The most effective part in regards to the project obtained through simulation within the previous section is that it could possibly now be easily adapted to our use case. I even have taken the flower app generated within the previous section and made a number of changes within the client_app ,server_app and the task file. I configured the training to run for 3 server rounds, with all clients participating in every round, and every client training its local model for ten local epochs. All these settings might be easily managed via the pyproject.toml file. The local models are then aggregated to a single global model using Federated Averaging.

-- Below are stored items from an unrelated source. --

pub mod api;
pub mod auth;
pub mod classifier;
pub mod config;
pub mod db;
pub mod distance;
pub mod engine;
pub mod entities;
pub mod error;
pub mod external;
pub mod pricing;
pub mod server;
use std::fmt;

use serde::{Deserialize, Serialize};

/// A directed airport corridor with a flat fare. The wire names are the
/// legacy route keys and must not change while old clients are live.
#[derive(Clone, Copy, Debug, PartialEq, Eq, Hash, Serialize, Deserialize)]
pub enum Corridor {
    #[serde(rename = "YYC-Canmore")]
    YycToCanmore,
    #[serde(rename = "YYC-Banff")]
    YycToBanff,
    #[serde(rename = "Canmore-YYC")]
    CanmoreToYyc,
    #[serde(rename = "Banff-YYC")]
    BanffToYyc,
}

impl Corridor {
    pub fn as_str(&self) -> &'static str {
        match self {
            Self::YycToCanmore => "YYC-Canmore",
            Self::YycToBanff => "YYC-Banff",
            Self::CanmoreToYyc => "Canmore-YYC",
            Self::BanffToYyc => "Banff-YYC",
        }
    }

    pub fn reverse(&self) -> Self {
        match self {
            Self::YycToCanmore => Self::CanmoreToYyc,
            Self::YycToBanff => Self::BanffToYyc,
            Self::CanmoreToYyc => Self::YycToCanmore,
            Self::BanffToYyc => Self::YycToBanff,
        }
    }
}

impl fmt::Display for Corridor {
    fn fmt(&self, f: &mut fmt::Formatter<'_>) -> fmt::Result {
        f.write_str(self.as_str())
    }
}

Now let’s take a look at the outcomes. Keep in mind that within the isolated training approach, the three individual models achieved an accuracy of roughly between 65 and 70%. Here, with federated learning, we see an enormous jump in accuracy to around 96%. Which means the worldwide model is a lot better than any of the person models trained in isolation.
This global model even performs higher on the particular subsets (the digits that were missing from each client’s data) and sees a jump in accuracy from previously 0% to between 94 and 97%.

The confusion matrix above corroborates this finding. It shows the model learns the way to classify all digits properly, even those to which it was not exposed. We don’t see any columns that only have zeros in them anymore and each digit class now has predictions, showing that collaborative training enabled the model to learn the entire data distribution with none single client gaining access to all digit types.
Taking a look at the massive picture
While it is a toy example, it helps to offer the intuition behind why federated learning is so powerful. This same principle might be applied to situations where data is distributed across multiple locations and can’t be centralized attributable to privacy or regulatory constraints.

As an illustration, should you substitute the above example with, let’s say, three hospitals, each having local data, you’d see that despite the fact that each hospital only has its own limited dataset, the general model trained through federated learning can be a lot better than any individual model trained in isolation. Moreover, the information stays private and secure in each hospital however the model advantages from the collective knowledge of all participating institutions.
Conclusion & What’s Next
That’s all for this a part of the series. In this text, we implemented an end-to-end Federated Learning loop with Flower, understood the assorted components of the Flower app and compared machine learning with and without collaborative learning. In the following part, we’ll explore Federated Learning from the privacy viewpoint. While federated learning itself is a knowledge minimization solution because it prevents direct access to data, the model updates exchanged between client and server can still potentially result in privacy leaks. Let’s touch upon this in the following part. For now, it’ll be an awesome idea to look into the official documentation.